Away: And I love you too, but listen, you’re going to be fine, and I’ll talk to you tomorrow, okay? At this exact time.

There were some horror stories already. Not at our hospital yet, but elsewhere and abroad. A woman in Italy had been unable to leave her apartment. Her husband had tested positive and died in their house early the next week. The town’s protocol stated that no one was allowed to approach the body until at least two days had passed. So, the widow was stuck at home with the body. She was seen on her balcony crying for help.

In my own unit, one exchange between a husband and a wife caught me off guard. I tried to hold the iPad level but was already having trouble. The city’s death count had been climbing, a reminder of the tired-out truth that the demon will always win. But even if it does win, one still has to try. While there is no fight against death, there are fights to delay it and to give a person more time. For my father, after a blow to the head, it was over. He could not speak or move thereafter, so in that second, he was already gone. But what would he have said to my mother had he been given the chance?

Write this down, said Earl, the man who was sick, to his wife. The kids each have a college account with Janus Henderson. He spelled Janus Henderson out for her, enunciating each letter. To log in to those accounts, they’ll first send my phone a code. You enter that code and then answer the questions. He gave her the answers to those questions and the passwords to input right after.

Earl, the wife said, I’m not writing anything down, I refuse. Come on, talk to me about something else.

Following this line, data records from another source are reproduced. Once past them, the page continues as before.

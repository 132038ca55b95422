//! Polled CI status observations.

use async_trait::async_trait;
use chrono::{DateTime, Utc};
use serde::{Deserialize, Serialize};

use crate::error::StalenessError;

/// Lifecycle state of one CI run.
#[derive(Debug, Clone, Copy, Serialize, Deserialize, PartialEq, Eq)]
#[serde(rename_all = "camelCase")]
pub enum LifecycleState {
    InProgress,
    Completed,
}

/// Outcome of a completed CI run.
#[derive(Debug, Clone, Copy, Serialize, Deserialize, PartialEq, Eq)]
#[serde(rename_all = "camelCase")]
pub enum Outcome {
    Succeeded,
    Failed,
    /// Canceled, partially succeeded, or anything else the feed reports.
    Other,
}

/// One polled observation of a CI run. Consumed immediately to compute
/// staleness, never persisted.
#[derive(Debug, Clone, Serialize, Deserialize, PartialEq, Eq)]
pub struct CiStatusSample {
    /// The run's identifier in the CI system.
    pub external_build_id: String,

    /// Whether the run is still going.
    pub state: LifecycleState,

    /// Outcome, meaningful once completed.
    pub outcome: Outcome,

    /// When the run finished; absent while in progress.
    pub finished_at: Option<DateTime<Utc>>,
}

/// The CI status feed the staleness detector polls.
#[async_trait]
pub trait CiStatusFeed: Send + Sync {
    /// Fetch the most recent `count` runs for a definition on a branch,
    /// newest first, completed and in-progress alike.
    async fn recent_builds(
        &self,
        account: &str,
        project: &str,
        definition_id: &str,
        branch: &str,
        count: usize,
    ) -> Result<Vec<CiStatusSample>, StalenessError>;
}

/// Deep link to a CI run's results page.
pub fn build_results_link(account: &str, project: &str, external_build_id: &str) -> String {
    format!("https://dev.azure.com/{account}/{project}/_build/results?buildId={external_build_id}")
}
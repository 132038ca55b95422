//! Structured observability hooks for orchestration lifecycle events.
//!
//! Events are emitted through `tracing` at info/warn/error level; the
//! daemon configures the subscriber. Warn is reserved for preconditions
//! that short-circuit publishing, error for per-pipeline failures.

use tracing::{error, info, warn};

use crate::domain::{BuildId, ChannelId};

/// Emit event: an association was observed and orchestration is starting.
pub fn emit_association_observed(build_id: BuildId, channel_id: ChannelId) {
    info!(event = "association.observed", build_id = %build_id, channel_id = %channel_id);
}

/// Emit event: publishing was skipped for a non-error precondition.
pub fn emit_publish_skipped(build_id: BuildId, channel_id: ChannelId, reason: &str) {
    warn!(event = "publish.skipped", build_id = %build_id, channel_id = %channel_id, reason = %reason);
}

/// Emit event: a release was started for one pipeline.
pub fn emit_release_started(build_id: BuildId, pipeline: &str, release_id: &str) {
    info!(event = "release.started", build_id = %build_id, pipeline = %pipeline, release_id = %release_id);
}

/// Emit event: one pipeline's publish failed; the loop continues.
pub fn emit_pipeline_publish_failed(
    build_id: BuildId,
    pipeline: &str,
    error: &dyn std::fmt::Display,
) {
    error!(event = "release.publish_failed", build_id = %build_id, pipeline = %pipeline, error = %error);
}

/// Emit event: a dependency-update task was accepted by the work queue.
pub fn emit_dependency_update_queued(build_id: BuildId, channel_id: ChannelId) {
    info!(event = "dependency_update.queued", build_id = %build_id, channel_id = %channel_id);
}

/// Emit event: a queued work item failed (warning level).
pub fn emit_work_item_failed(error: &dyn std::fmt::Display) {
    warn!(event = "work_queue.item_failed", error = %error);
}
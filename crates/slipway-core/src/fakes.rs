//! In-memory fakes for the collaborator traits (testing only)
//!
//! Provides `StaticTokenProvider`, `MemoryChannelStore`, `ScriptedCiClient`,
//! `RecordingReleaseClient`, and `RecordingActorRuntime` that satisfy the
//! trait contracts without any external services.

use std::collections::{HashMap, HashSet};
use std::sync::Mutex;

use async_trait::async_trait;

use crate::domain::{Build, BuildId, Channel, ChannelId, Result, SlipwayError};
use crate::services::*;

// ---------------------------------------------------------------------------
// StaticTokenProvider
// ---------------------------------------------------------------------------

/// Token provider that hands out `token-for-{account}` credentials and
/// counts how often each account was asked.
#[derive(Debug, Default)]
pub struct StaticTokenProvider {
    failing_accounts: HashSet<String>,
    calls: Mutex<Vec<String>>,
}

impl StaticTokenProvider {
    pub fn new() -> Self {
        Self::default()
    }

    /// Make token acquisition fail for the given account.
    pub fn failing_for(mut self, account: &str) -> Self {
        self.failing_accounts.insert(account.to_string());
        self
    }

    /// Accounts tokens were requested for, in request order.
    pub fn requested_accounts(&self) -> Vec<String> {
        self.calls.lock().unwrap().clone()
    }
}

#[async_trait]
impl TokenProvider for StaticTokenProvider {
    async fn token(&self, account: &str) -> Result<Credential> {
        self.calls.lock().unwrap().push(account.to_string());
        if self.failing_accounts.contains(account) {
            return Err(SlipwayError::Token {
                account: account.to_string(),
                reason: "rejected by fake".to_string(),
            });
        }
        Ok(Credential(format!("token-for-{account}")))
    }
}

// ---------------------------------------------------------------------------
// MemoryChannelStore
// ---------------------------------------------------------------------------

/// In-memory channel store backed by a `HashMap<ChannelId, Channel>`.
#[derive(Debug, Default)]
pub struct MemoryChannelStore {
    channels: Mutex<HashMap<ChannelId, Channel>>,
}

impl MemoryChannelStore {
    pub fn new() -> Self {
        Self::default()
    }

    /// Insert or replace a channel.
    pub fn put(&self, channel: Channel) {
        self.channels.lock().unwrap().insert(channel.id, channel);
    }
}

#[async_trait]
impl ChannelStore for MemoryChannelStore {
    async fn channel_with_pipelines(&self, channel_id: ChannelId) -> Result<Option<Channel>> {
        Ok(self.channels.lock().unwrap().get(&channel_id).cloned())
    }
}

// ---------------------------------------------------------------------------
// ScriptedCiClient
// ---------------------------------------------------------------------------

/// CI client that fabricates metadata from its inputs. Optionally fails for
/// chosen external build ids.
#[derive(Debug, Default)]
pub struct ScriptedCiClient {
    failing_builds: HashSet<String>,
    calls: Mutex<Vec<String>>,
}

impl ScriptedCiClient {
    pub fn new() -> Self {
        Self::default()
    }

    /// Make build lookup fail for the given external build id.
    pub fn failing_for(mut self, external_build_id: &str) -> Self {
        self.failing_builds.insert(external_build_id.to_string());
        self
    }

    /// External build ids fetched, in fetch order.
    pub fn fetched_builds(&self) -> Vec<String> {
        self.calls.lock().unwrap().clone()
    }
}

#[async_trait]
impl CiClient for ScriptedCiClient {
    async fn build(
        &self,
        _credential: &Credential,
        account: &str,
        project: &str,
        external_build_id: &str,
    ) -> Result<CiBuildMetadata> {
        self.calls
            .lock()
            .unwrap()
            .push(external_build_id.to_string());
        if self.failing_builds.contains(external_build_id) {
            return Err(SlipwayError::CiService(format!(
                "build {external_build_id} not found"
            )));
        }
        Ok(CiBuildMetadata {
            external_build_id: external_build_id.to_string(),
            number: format!("20240101.{external_build_id}"),
            source_branch: "refs/heads/main".to_string(),
            web_link: format!(
                "https://dev.azure.com/{account}/{project}/_build/results?buildId={external_build_id}"
            ),
        })
    }
}

// ---------------------------------------------------------------------------
// RecordingReleaseClient
// ---------------------------------------------------------------------------

/// A release actually started through the fake.
#[derive(Debug, Clone, PartialEq, Eq)]
pub struct StartedRelease {
    pub pipeline_id: String,
    pub trace_id: BuildId,
    pub artifact_sources: Vec<String>,
}

/// Release client that records every call and can be scripted to fail a
/// given pipeline at the definition-fetch step.
#[derive(Debug, Default)]
pub struct RecordingReleaseClient {
    fail_definition_for: HashSet<String>,
    fail_start_for: HashSet<String>,
    started: Mutex<Vec<StartedRelease>>,
    waited: Mutex<Vec<ReleaseId>>,
}

impl RecordingReleaseClient {
    pub fn new() -> Self {
        Self::default()
    }

    /// Fail `definition` for the given pipeline id.
    pub fn failing_definition_for(mut self, pipeline_id: &str) -> Self {
        self.fail_definition_for.insert(pipeline_id.to_string());
        self
    }

    /// Fail `start_release` for the given pipeline id.
    pub fn failing_start_for(mut self, pipeline_id: &str) -> Self {
        self.fail_start_for.insert(pipeline_id.to_string());
        self
    }

    /// Releases started, in start order.
    pub fn started_releases(&self) -> Vec<StartedRelease> {
        self.started.lock().unwrap().clone()
    }

    /// Releases waited on, in wait order.
    pub fn waited_releases(&self) -> Vec<ReleaseId> {
        self.waited.lock().unwrap().clone()
    }
}

#[async_trait]
impl ReleaseClient for RecordingReleaseClient {
    async fn definition(
        &self,
        _credential: &Credential,
        _account: &str,
        _project: &str,
        pipeline_id: &str,
    ) -> Result<ReleaseDefinition> {
        if self.fail_definition_for.contains(pipeline_id) {
            return Err(SlipwayError::ReleaseService(format!(
                "definition {pipeline_id} unavailable"
            )));
        }
        Ok(ReleaseDefinition {
            pipeline_id: pipeline_id.to_string(),
            // Stale leftovers from an earlier publish; the orchestrator must
            // clear these before wiring the new source.
            artifact_sources: vec!["stale-artifact".to_string()],
        })
    }

    async fn remove_artifact_sources(
        &self,
        _credential: &Credential,
        _account: &str,
        _project: &str,
        mut definition: ReleaseDefinition,
    ) -> Result<ReleaseDefinition> {
        definition.artifact_sources.clear();
        Ok(definition)
    }

    async fn add_artifact_source(
        &self,
        _credential: &Credential,
        _account: &str,
        _project: &str,
        mut definition: ReleaseDefinition,
        ci_build: &CiBuildMetadata,
    ) -> Result<ReleaseDefinition> {
        definition
            .artifact_sources
            .push(ci_build.external_build_id.clone());
        Ok(definition)
    }

    async fn start_release(
        &self,
        _credential: &Credential,
        _account: &str,
        _project: &str,
        definition: &ReleaseDefinition,
        trace_id: BuildId,
    ) -> Result<ReleaseId> {
        if self.fail_start_for.contains(&definition.pipeline_id) {
            return Err(SlipwayError::ReleaseService(format!(
                "start rejected for pipeline {}",
                definition.pipeline_id
            )));
        }
        self.started.lock().unwrap().push(StartedRelease {
            pipeline_id: definition.pipeline_id.clone(),
            trace_id,
            artifact_sources: definition.artifact_sources.clone(),
        });
        Ok(ReleaseId(format!("release-{}", definition.pipeline_id)))
    }

    async fn wait_until_terminal(
        &self,
        _credential: &Credential,
        _account: &str,
        _project: &str,
        release_id: &ReleaseId,
    ) -> Result<()> {
        self.waited.lock().unwrap().push(release_id.clone());
        Ok(())
    }
}

// ---------------------------------------------------------------------------
// RecordingActorRuntime
// ---------------------------------------------------------------------------

/// Actor runtime that records dependency-update invocations.
#[derive(Debug, Default)]
pub struct RecordingActorRuntime {
    fail: bool,
    invocations: Mutex<Vec<(BuildId, ChannelId)>>,
}

impl RecordingActorRuntime {
    pub fn new() -> Self {
        Self::default()
    }

    /// Make every invocation fail.
    pub fn failing() -> Self {
        Self {
            fail: true,
            ..Self::default()
        }
    }

    /// Invocations observed so far.
    pub fn invocations(&self) -> Vec<(BuildId, ChannelId)> {
        self.invocations.lock().unwrap().clone()
    }
}

#[async_trait]
impl ActorRuntime for RecordingActorRuntime {
    async fn start_update_dependencies(
        &self,
        build_id: BuildId,
        channel_id: ChannelId,
    ) -> Result<()> {
        self.invocations.lock().unwrap().push((build_id, channel_id));
        if self.fail {
            return Err(SlipwayError::ActorRuntime(
                "actor unreachable".to_string(),
            ));
        }
        Ok(())
    }
}

/// Build a CI identity with fixed coordinates, varying only the external id.
pub fn ci_identity(external_build_id: &str) -> crate::domain::CiIdentity {
    crate::domain::CiIdentity {
        account: "contoso".to_string(),
        project: "tools".to_string(),
        external_build_id: external_build_id.to_string(),
        definition_id: "77".to_string(),
        branch: "refs/heads/main".to_string(),
        produced_at: chrono::Utc::now(),
    }
}

/// Build carrying [`ci_identity`] coordinates.
pub fn build_with_ci(external_build_id: &str) -> Build {
    Build::with_ci(BuildId::new(), ci_identity(external_build_id))
}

You write it down. Or you call this number—he recited the number digit by digit—they have advisors. You call that number and someone will help you.

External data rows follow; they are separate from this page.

//! record — one body ellipse per frame
//!
//! NaN marks fields with no measurement behind them.  `valid` is tracked
//! separately: repair passes fill NaN fields but never touch the flag, so a
//! repaired record is defined yet still untrusted.

use nalgebra::Vector2;

pub type Vec2 = Vector2<f64>;

/// Direction given to records whose orientation is unknown.
pub fn default_direction() -> Vec2 {
    Vec2::new(1.0, 0.0)
}

#[derive(Debug, Clone, Copy, PartialEq)]
pub struct EllipseRecord {
    pub position: Vec2,
    /// Unit vector along the major axis, pointing toward the head once resolved.
    pub direction: Vec2,
    pub velocity: Vec2,
    pub major: f64,
    pub minor: f64,
    pub valid: bool,
}

impl EllipseRecord {
    /// A freshly measured record; valid unless some field is NaN.
    pub fn new(position: Vec2, direction: Vec2, major: f64, minor: f64) -> Self {
        let mut record = Self {
            position,
            direction,
            velocity: Vec2::zeros(),
            major,
            minor,
            valid: false,
        };
        record.valid = !record.has_nan();
        record
    }

    /// A record for a frame where nothing was detected.
    pub fn undefined() -> Self {
        let nan = Vec2::new(f64::NAN, f64::NAN);
        Self::new(nan, nan, f64::NAN, f64::NAN)
    }

    pub fn has_nan(&self) -> bool {
        self.position.iter().any(|v| v.is_nan())
            || self.direction.iter().any(|v| v.is_nan())
            || self.major.is_nan()
            || self.minor.is_nan()
    }

    pub fn is_defined(&self) -> bool {
        !self.has_nan()
    }

    /// Drop every measured field and mark the record untrusted.
    pub fn invalidate(&mut self) {
        let nan = Vec2::new(f64::NAN, f64::NAN);
        self.position = nan;
        self.direction = nan;
        self.major = f64::NAN;
        self.minor = f64::NAN;
        self.valid = false;
    }

    pub fn elongation(&self) -> f64 {
        self.major / self.minor
    }

    /// Distance between the two axis endpoints (`direction` is unit length).
    pub fn length(&self) -> f64 {
        2.0 * self.major
    }

    pub fn head(&self) -> Vec2 {
        self.position + self.direction * self.major
    }

    pub fn tail(&self) -> Vec2 {
        self.position - self.direction * self.major
    }

    /// Copy the geometry of `other`, keeping this record's flag and velocity.
    pub fn copy_geometry(&mut self, other: &EllipseRecord) {
        self.position = other.position;
        self.direction = other.direction;
        self.major = other.major;
        self.minor = other.minor;
    }

    pub fn flip(&mut self) {
        self.direction = -self.direction;
    }
}
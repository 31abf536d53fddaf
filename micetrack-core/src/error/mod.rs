//! Error types for the measurement and reconstruction core.

use thiserror::Error;

use crate::frame::{FrameShape, SampleDepth};

/// Fatal conditions raised by the core.  None of them are retried.
#[derive(Error, Debug)]
pub enum TrackError {
    /// Frame samples are not 8 bits per channel
    #[error("unsupported sample depth {0:?}: frames must be 8 bits per channel")]
    UnsupportedDepth(SampleDepth),

    /// Frame geometry disagrees with the background reference
    #[error("frame shape {found} does not match background shape {expected}")]
    ShapeMismatch {
        expected: FrameShape,
        found: FrameShape,
    },

    /// Frame component count changed during background accumulation
    #[error("frame holds {found} pixel components but accumulation started with {expected}")]
    ComponentCount { expected: usize, found: usize },

    /// Raw buffer too small for the declared geometry
    #[error("frame buffer holds {actual} bytes but {expected} are required")]
    BufferSize { expected: usize, actual: usize },

    /// Background requested before any frame contributed to it
    #[error("no frame was accepted for background estimation")]
    EmptyBackground,

    /// Every record is undefined, so positions cannot be extrapolated
    #[error("cannot reconstruct trajectory: no frame produced a usable detection")]
    NoDefinedRecord,

    /// Every record is invalid, so orientation cannot be extrapolated
    #[error("cannot reconstruct trajectory: no valid detection to take orientation from")]
    NoValidRecord,

    /// Malformed configuration value
    #[error("configuration error: {0}")]
    Config(String),

    /// Report sink failed
    #[error("I/O error: {0}")]
    Io(#[from] std::io::Error),
}

impl TrackError {
    /// Frame depth or geometry problem.
    pub fn is_shape_error(&self) -> bool {
        matches!(
            self,
            TrackError::UnsupportedDepth(_)
                | TrackError::ShapeMismatch { .. }
                | TrackError::ComponentCount { .. }
                | TrackError::BufferSize { .. }
                | TrackError::EmptyBackground
        )
    }

    /// Nothing left to extrapolate the trajectory from.
    pub fn is_reconstruction_error(&self) -> bool {
        matches!(self, TrackError::NoDefinedRecord | TrackError::NoValidRecord)
    }
}

/// Convenience alias for results carrying [`TrackError`].
pub type Result<T> = std::result::Result<T, TrackError>;
pub mod background;
pub mod config;
pub mod detection;
pub mod error;
pub mod frame;
pub mod pipeline;
pub mod record;
pub mod rendering;
pub mod report;
pub mod selection;
pub mod tracking;
pub mod video;

// Core failures; orchestration layers wrap these in `anyhow` and can downcast back
pub use error::{Result, TrackError};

The wife stared blankly at the screen but wasn’t writing anything down. As I was setting the iPad up for the call, testing the video and audio, Earl had told me that this was just a precaution, this was just him preparing for the worst because he was the pessimist in the family, his wife the optimist. You’ll see, he had said.

Earl was now agitated and trying to move his arms from under the thicket of tubes. For the love of God, get over yourself and pick up a pen. I’m trying to tell you something. I just want you to know what to do.

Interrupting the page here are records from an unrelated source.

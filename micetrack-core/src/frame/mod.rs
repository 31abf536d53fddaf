//! frame — decoded image buffers handed between pipeline stages
//!
//! Pixels are stored interleaved and row-major, blue/green/red for three
//! channel frames.  Rows may carry padding, so every access goes through
//! `stride` rather than `width * channels`.

use std::fmt;

use crate::error::{Result, TrackError};

/// Storage depth of a single channel sample.
#[derive(Debug, Clone, Copy, PartialEq, Eq)]
pub enum SampleDepth {
    U8,
    U16,
}

impl SampleDepth {
    pub fn bytes(self) -> usize {
        match self {
            SampleDepth::U8 => 1,
            SampleDepth::U16 => 2,
        }
    }
}

/// Geometry used to decide whether two buffers are interchangeable.
#[derive(Debug, Clone, Copy, PartialEq, Eq)]
pub struct FrameShape {
    pub width: u32,
    pub height: u32,
    pub channels: u32,
    /// Bytes per row, padding included.
    pub stride: usize,
}

impl FrameShape {
    pub fn component_count(&self) -> usize {
        self.width as usize * self.height as usize * self.channels as usize
    }
}

impl fmt::Display for FrameShape {
    fn fmt(&self, f: &mut fmt::Formatter<'_>) -> fmt::Result {
        write!(
            f,
            "{}x{}x{} (stride {})",
            self.width, self.height, self.channels, self.stride
        )
    }
}

#[derive(Debug, Clone, PartialEq, Eq)]
pub struct Frame {
    pub data: Vec<u8>,
    pub width: u32,
    pub height: u32,
    pub channels: u32,
    pub stride: usize,
    pub depth: SampleDepth,
}

impl Frame {
    /// A zeroed, tightly packed 8-bit frame.
    pub fn new(width: u32, height: u32, channels: u32) -> Self {
        let stride = width as usize * channels as usize;
        Self {
            data: vec![0u8; stride * height as usize],
            width,
            height,
            channels,
            stride,
            depth: SampleDepth::U8,
        }
    }

    /// Wrap tightly packed 8-bit samples.
    pub fn from_raw(width: u32, height: u32, channels: u32, data: Vec<u8>) -> Result<Self> {
        let stride = width as usize * channels as usize;
        Self::from_raw_with_stride(width, height, channels, stride, data)
    }

    /// Wrap 8-bit samples whose rows are `stride` bytes apart.
    pub fn from_raw_with_stride(
        width: u32,
        height: u32,
        channels: u32,
        stride: usize,
        data: Vec<u8>,
    ) -> Result<Self> {
        let row_len = width as usize * channels as usize;
        let expected = stride * height as usize;
        if stride < row_len || data.len() < expected {
            return Err(TrackError::BufferSize {
                expected: expected.max(row_len * height as usize),
                actual: data.len(),
            });
        }
        Ok(Self {
            data,
            width,
            height,
            channels,
            stride,
            depth: SampleDepth::U8,
        })
    }

    pub fn shape(&self) -> FrameShape {
        FrameShape {
            width: self.width,
            height: self.height,
            channels: self.channels,
            stride: self.stride,
        }
    }

    pub fn component_count(&self) -> usize {
        self.shape().component_count()
    }

    /// Fails unless samples are 8 bits wide.
    pub fn ensure_u8(&self) -> Result<()> {
        match self.depth {
            SampleDepth::U8 => Ok(()),
            other => Err(TrackError::UnsupportedDepth(other)),
        }
    }

    /// Fails unless `self` and `other` agree on rows, columns, channels and stride.
    pub fn ensure_compatible(&self, other: &Frame) -> Result<()> {
        if self.shape() != other.shape() {
            return Err(TrackError::ShapeMismatch {
                expected: self.shape(),
                found: other.shape(),
            });
        }
        Ok(())
    }

    /// Samples of row `y`, padding excluded.
    pub fn row(&self, y: u32) -> &[u8] {
        let start = y as usize * self.stride;
        &self.data[start..start + self.width as usize * self.channels as usize]
    }

    pub fn row_mut(&mut self, y: u32) -> &mut [u8] {
        let start = y as usize * self.stride;
        let len = self.width as usize * self.channels as usize;
        &mut self.data[start..start + len]
    }

    pub fn pixel(&self, x: u32, y: u32) -> &[u8] {
        let c = self.channels as usize;
        let start = x as usize * c;
        &self.row(y)[start..start + c]
    }

    pub fn pixel_mut(&mut self, x: u32, y: u32) -> &mut [u8] {
        let c = self.channels as usize;
        let start = x as usize * c;
        &mut self.row_mut(y)[start..start + c]
    }
}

The wife continued to say nothing, but her eyes were shiny, her mouth a flat line.

I said if it was all the same to them, I could write some of this down. I had good recall and legibility.

Someone write something down, Earl said. He didn’t care who.

I found a pen, paper. I had the nurse hold the iPad.

More account names and portfolios. The passwords were mostly numbers, and I knew Earl’s birthday, his height and weight, his vitals, but these numbers weren’t that. They were the birthdays of his wife and kids, followed by their initials and then a bunch of exclamation marks. Earl advised not doing much with one account but selling some in another. The wife nodded and had covered her mouth with her hand. The last account was for their retirement.

We have an advisor there, Earl said. His name is—now don’t laugh, I know you’re about to laugh. Please don’t. I’m tired, I have a tube up my nose. But his name is Earl, an utter coincidence. Don’t run off with him after I’m gone.

The wife did laugh. It was a laugh and then a cry. She said she didn’t think she could do any of this without him. He said that she could.



* * *





DURING MY WALK BACK from the hospital that day, I was, surprisingly, less tense. I told Earl that I would be there tomorrow, and he said he would see me tomorrow, though he wasn’t a morning person, so if by chance he was asleep or whatnot, he wished to not be disturbed. Lots could happen in the “whatnot” and what would happen to Earl I couldn’t predict. That I couldn’t predict many things, at times not even my own thoughts, still unsettled me. That I had to stay on guard and protect myself from both the tangible and intangible tired me to my core. But for a moment some of this unease receded, and with no one else around me, I slowed my pace, unclenched my jaw. I shook out my hands, my father’s hands, that had been stuffed into my coat pockets and looked around.